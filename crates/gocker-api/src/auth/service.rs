//! Authentication service layer
//!
//! Provides business logic for user registration, login, token refresh, and logout.
//! Issues access/refresh pairs through [`TokenCodec`] and records them in the
//! [`TokenStore`] so that the request gate can tell live tokens from revoked ones.

use super::jwt::TokenCodec;
use super::password::PasswordGuard;
use super::store::TokenStore;
use super::{validate_request, AuthError};
use chrono::Utc;
use gocker_core::{
    normalize_email, GockerError, NewUser, SessionPolicy, Token, TokenKind, User,
    UserRepository, UserRole,
};
use serde::{Deserialize, Serialize};
use std::sync::Arc;
use utoipa::ToSchema;
use validator::Validate;

/// User registration request
#[derive(Debug, Clone, Default, Serialize, Deserialize, Validate, ToSchema)]
#[serde(default)]
pub struct RegisterRequest {
    #[validate(length(min = 1, message = "must be provided"))]
    pub first_name: String,
    #[validate(
        length(min = 1, message = "must be provided"),
        email(message = "must be a valid email address")
    )]
    pub email: String,
    #[validate(length(min = 1, message = "must be provided"))]
    pub password: String,
}

/// Login request
#[derive(Debug, Clone, Default, Serialize, Deserialize, Validate, ToSchema)]
#[serde(default)]
pub struct AuthenticateRequest {
    #[validate(length(min = 1, message = "must be provided"))]
    pub email: String,
    #[validate(length(min = 1, message = "must be provided"))]
    pub password: String,
}

/// Token refresh request
#[derive(Debug, Clone, Default, Serialize, Deserialize, Validate, ToSchema)]
#[serde(default)]
pub struct RefreshRequest {
    #[validate(length(min = 1, message = "must be provided"))]
    pub refresh_token: String,
}

/// Freshly issued and persisted access/refresh records
#[derive(Debug, Clone)]
pub struct TokenPair {
    pub access: Token,
    pub refresh: Token,
}

/// Authentication service
#[derive(Clone)]
pub struct TokenService {
    users: Arc<dyn UserRepository>,
    tokens: TokenStore,
    codec: Arc<TokenCodec>,
    guard: Arc<dyn PasswordGuard>,
    admin_email: Option<String>,
    session_policy: SessionPolicy,
}

impl TokenService {
    pub fn new(
        users: Arc<dyn UserRepository>,
        tokens: TokenStore,
        codec: Arc<TokenCodec>,
        guard: Arc<dyn PasswordGuard>,
        admin_email: Option<String>,
        session_policy: SessionPolicy,
    ) -> Self {
        Self {
            users,
            tokens,
            codec,
            guard,
            admin_email,
            session_policy,
        }
    }

    /// Register a new account and issue its first token pair
    pub async fn register(&self, request: RegisterRequest) -> Result<(User, TokenPair), AuthError> {
        let user = self.create_account(request).await?;
        let pair = self.issue_pair(&user).await?;

        tracing::info!(user_id = user.id, role = %user.role, "user registered");
        Ok((user, pair))
    }

    /// Validate, protect the password, assign the role and persist the user.
    /// Issues no tokens.
    pub async fn create_account(&self, mut request: RegisterRequest) -> Result<User, AuthError> {
        request.email = normalize_email(&request.email);
        validate_request(&request)?;

        if self.users.find_user_by_email(&request.email).await?.is_some() {
            return Err(AuthError::DuplicateEmail);
        }

        let password = self.guard.protect(&request.password)?;
        let role = UserRole::for_new_account(&request.email, self.admin_email.as_deref());

        let user = self
            .users
            .create_user(NewUser {
                name: request.first_name,
                email: request.email,
                password,
                role,
            })
            .await?;

        Ok(user)
    }

    /// Check credentials and issue a fresh pair.
    ///
    /// Under [`SessionPolicy::Single`] every previously issued token of the
    /// user is revoked first. A failed attempt changes nothing.
    pub async fn authenticate(
        &self,
        mut request: AuthenticateRequest,
    ) -> Result<(User, TokenPair, usize), AuthError> {
        request.email = normalize_email(&request.email);
        validate_request(&request)?;

        let user = self
            .users
            .find_user_by_email(&request.email)
            .await?
            .ok_or_else(|| AuthError::NotFound("User".to_string()))?;

        self.guard.verify(&user.password, &request.password)?;

        let revoked = match self.session_policy {
            SessionPolicy::Single => self.revoke_all(user.id).await?,
            SessionPolicy::Multiple => 0,
        };

        let pair = self.issue_pair(&user).await?;

        tracing::debug!(user_id = user.id, revoked, "user authenticated");
        Ok((user, pair, revoked))
    }

    /// Exchange a refresh token for a new access token.
    ///
    /// The access record issued together with the presented refresh token is
    /// overwritten in place, so other sessions of the same user are left
    /// untouched. The refresh token itself is not rotated.
    pub async fn refresh(&self, request: RefreshRequest) -> Result<(User, Token), AuthError> {
        validate_request(&request)?;

        let claims = self.codec.decode(&request.refresh_token)?;
        if claims.kind != TokenKind::Refresh {
            return Err(AuthError::InvalidToken);
        }

        let record = self
            .tokens
            .by_value(&request.refresh_token)
            .await
            .map_err(revoked_if_missing)?;
        if record.kind != TokenKind::Refresh {
            return Err(AuthError::InvalidToken);
        }

        let user = self
            .users
            .find_user_by_email(&claims.email)
            .await?
            .ok_or_else(|| AuthError::NotFound("User".to_string()))?;

        if record.user_id != user.id {
            return Err(AuthError::Revoked);
        }

        let mut access = self
            .tokens
            .paired_access(&record)
            .await
            .map_err(|e| match e {
                GockerError::NotFound(_) => AuthError::NotFound("Access token".to_string()),
                other => other.into(),
            })?;

        let value = self.codec.issue(&user.email, TokenKind::Access, Utc::now())?;
        self.tokens.replace_value(&mut access, value).await?;

        Ok((user, access))
    }

    /// Revoke every token of the user
    pub async fn logout(&self, user_id: i64) -> Result<usize, AuthError> {
        self.revoke_all(user_id).await
    }

    /// Delete all token records of the user, returning how many were removed
    pub async fn revoke_all(&self, user_id: i64) -> Result<usize, AuthError> {
        let tokens = self.tokens.all_for_user(user_id).await?;
        for token in &tokens {
            self.tokens.delete(token.id).await?;
        }
        Ok(tokens.len())
    }

    async fn issue_pair(&self, user: &User) -> Result<TokenPair, AuthError> {
        let now = Utc::now();
        let access_value = self.codec.issue(&user.email, TokenKind::Access, now)?;
        let refresh_value = self.codec.issue(&user.email, TokenKind::Refresh, now)?;

        let access = self
            .tokens
            .create(user.id, TokenKind::Access, access_value)
            .await?;
        let refresh = self.tokens.create_refresh(&access, refresh_value).await?;

        Ok(TokenPair { access, refresh })
    }
}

§ **The task**: Please retype every entry above exactly as it stands.

§ **The answer**:
filename crates/gocker-api/src/auth/service.rs
//! Authentication service layer
//!
//! Provides business logic for user registration, login, token refresh, and logout.
//! Issues access/refresh pairs through [`TokenCodec`] and records them in the
//! [`TokenStore`] so that the request gate can tell live tokens from revoked ones.

use super::jwt::TokenCodec;
use super::password::PasswordGuard;
use super::store::TokenStore;
use super::{validate_request, AuthError};
use chrono::Utc;
use gocker_core::{
    normalize_email, GockerError, NewUser, SessionPolicy, Token, TokenKind, User,
    UserRepository, UserRole,
};
use serde::{Deserialize, Serialize};
use std::sync::Arc;
use utoipa::ToSchema;
use validator::Validate;

/// User registration request
#[derive(Debug, Clone, Default, Serialize, Deserialize, Validate, ToSchema)]
#[serde(default)]
pub struct RegisterRequest {
    #[validate(length(min = 1, message = "must be provided"))]
    pub first_name: String,
    #[validate(
        length(min = 1, message = "must be provided"),
        email(message = "must be a valid email address")
    )]
    pub email: String,
    #[validate(length(min = 1, message = "must be provided"))]
    pub password: String,
}

/// Login request
#[derive(Debug, Clone, Default, Serialize, Deserialize, Validate, ToSchema)]
#[serde(default)]
pub struct AuthenticateRequest {
    #[validate(length(min = 1, message = "must be provided"))]
    pub email: String,
    #[validate(length(min = 1, message = "must be provided"))]
    pub password: String,
}

/// Token refresh request
#[derive(Debug, Clone, Default, Serialize, Deserialize, Validate, ToSchema)]
#[serde(default)]
pub struct RefreshRequest {
    #[validate(length(min = 1, message = "must be provided"))]
    pub refresh_token: String,
}

/// Freshly issued and persisted access/refresh records
#[derive(Debug, Clone)]
pub struct TokenPair {
    pub access: Token,
    pub refresh: Token,
}

/// Authentication service
#[derive(Clone)]
pub struct TokenService {
    users: Arc<dyn UserRepository>,
    tokens: TokenStore,
    codec: Arc<TokenCodec>,
    guard: Arc<dyn PasswordGuard>,
    admin_email: Option<String>,
    session_policy: SessionPolicy,
}

impl TokenService {
    pub fn new(
        users: Arc<dyn UserRepository>,
        tokens: TokenStore,
        codec: Arc<TokenCodec>,
        guard: Arc<dyn PasswordGuard>,
        admin_email: Option<String>,
        session_policy: SessionPolicy,
    ) -> Self {
        Self {
            users,
            tokens,
            codec,
            guard,
            admin_email,
            session_policy,
        }
    }

    /// Register a new account and issue its first token pair
    pub async fn register(&self, request: RegisterRequest) -> Result<(User, TokenPair), AuthError> {
        let user = self.create_account(request).await?;
        let pair = self.issue_pair(&user).await?;

        tracing::info!(user_id = user.id, role = %user.role, "user registered");
        Ok((user, pair))
    }

    /// Validate, protect the password, assign the role and persist the user.
    /// Issues no tokens.
    pub async fn create_account(&self, mut request: RegisterRequest) -> Result<User, AuthError> {
        request.email = normalize_email(&request.email);
        validate_request(&request)?;

        if self.users.find_user_by_email(&request.email).await?.is_some() {
            return Err(AuthError::DuplicateEmail);
        }

        let password = self.guard.protect(&request.password)?;
        let role = UserRole::for_new_account(&request.email, self.admin_email.as_deref());

        let user = self
            .users
            .create_user(NewUser {
                name: request.first_name,
                email: request.email,
                password,
                role,
            })
            .await?;

        Ok(user)
    }

    /// Check credentials and issue a fresh pair.
    ///
    /// Under [`SessionPolicy::Single`] every previously issued token of the
    /// user is revoked first. A failed attempt changes nothing.
    pub async fn authenticate(
        &self,
        mut request: AuthenticateRequest,
    ) -> Result<(User, TokenPair, usize), AuthError> {
        request.email = normalize_email(&request.email);
        validate_request(&request)?;

        let user = self
            .users
            .find_user_by_email(&request.email)
            .await?
            .ok_or_else(|| AuthError::NotFound("User".to_string()))?;

        self.guard.verify(&user.password, &request.password)?;

        let revoked = match self.session_policy {
            SessionPolicy::Single => self.revoke_all(user.id).await?,
            SessionPolicy::Multiple => 0,
        };

        let pair = self.issue_pair(&user).await?;

        tracing::debug!(user_id = user.id, revoked, "user authenticated");
        Ok((user, pair, revoked))
    }

    /// Exchange a refresh token for a new access token.
    ///
    /// The access record issued together with the presented refresh token is
    /// overwritten in place, so other sessions of the same user are left
    /// untouched. The refresh token itself is not rotated.
    pub async fn refresh(&self, request: RefreshRequest) -> Result<(User, Token), AuthError> {
        validate_request(&request)?;

        let claims = self.codec.decode(&request.refresh_token)?;
        if claims.kind != TokenKind::Refresh {
            return Err(AuthError::InvalidToken);
        }

        let record = self
            .tokens
            .by_value(&request.refresh_token)
            .await
            .map_err(revoked_if_missing)?;
        if record.kind != TokenKind::Refresh {
            return Err(AuthError::InvalidToken);
        }

        let user = self
            .users
            .find_user_by_email(&claims.email)
            .await?
            .ok_or_else(|| AuthError::NotFound("User".to_string()))?;

        if record.user_id != user.id {
            return Err(AuthError::Revoked);
        }

        let mut access = self
            .tokens
            .paired_access(&record)
            .await
            .map_err(|e| match e {
                GockerError::NotFound(_) => AuthError::NotFound("Access token".to_string()),
                other => other.into(),
            })?;

        let value = self.codec.issue(&user.email, TokenKind::Access, Utc::now())?;
        self.tokens.replace_value(&mut access, value).await?;

        Ok((user, access))
    }

    /// Revoke every token of the user
    pub async fn logout(&self, user_id: i64) -> Result<usize, AuthError> {
        self.revoke_all(user_id).await
    }

    /// Delete all token records of the user, returning how many were removed
    pub async fn revoke_all(&self, user_id: i64) -> Result<usize, AuthError> {
        let tokens = self.tokens.all_for_user(user_id).await?;
        for token in &tokens {
            self.tokens.delete(token.id).await?;
        }
        Ok(tokens.len())
    }

    async fn issue_pair(&self, user: &User) -> Result<TokenPair, AuthError> {
        let now = Utc::now();
        let access_value = self.codec.issue(&user.email, TokenKind::Access, now)?;
        let refresh_value = self.codec.issue(&user.email, TokenKind::Refresh, now)?;

        let access = self
            .tokens
            .create(user.id, TokenKind::Access, access_value)
            .await?;
        let refresh = self.tokens.create_refresh(&access, refresh_value).await?;

        Ok(TokenPair { access, refresh })
    }
}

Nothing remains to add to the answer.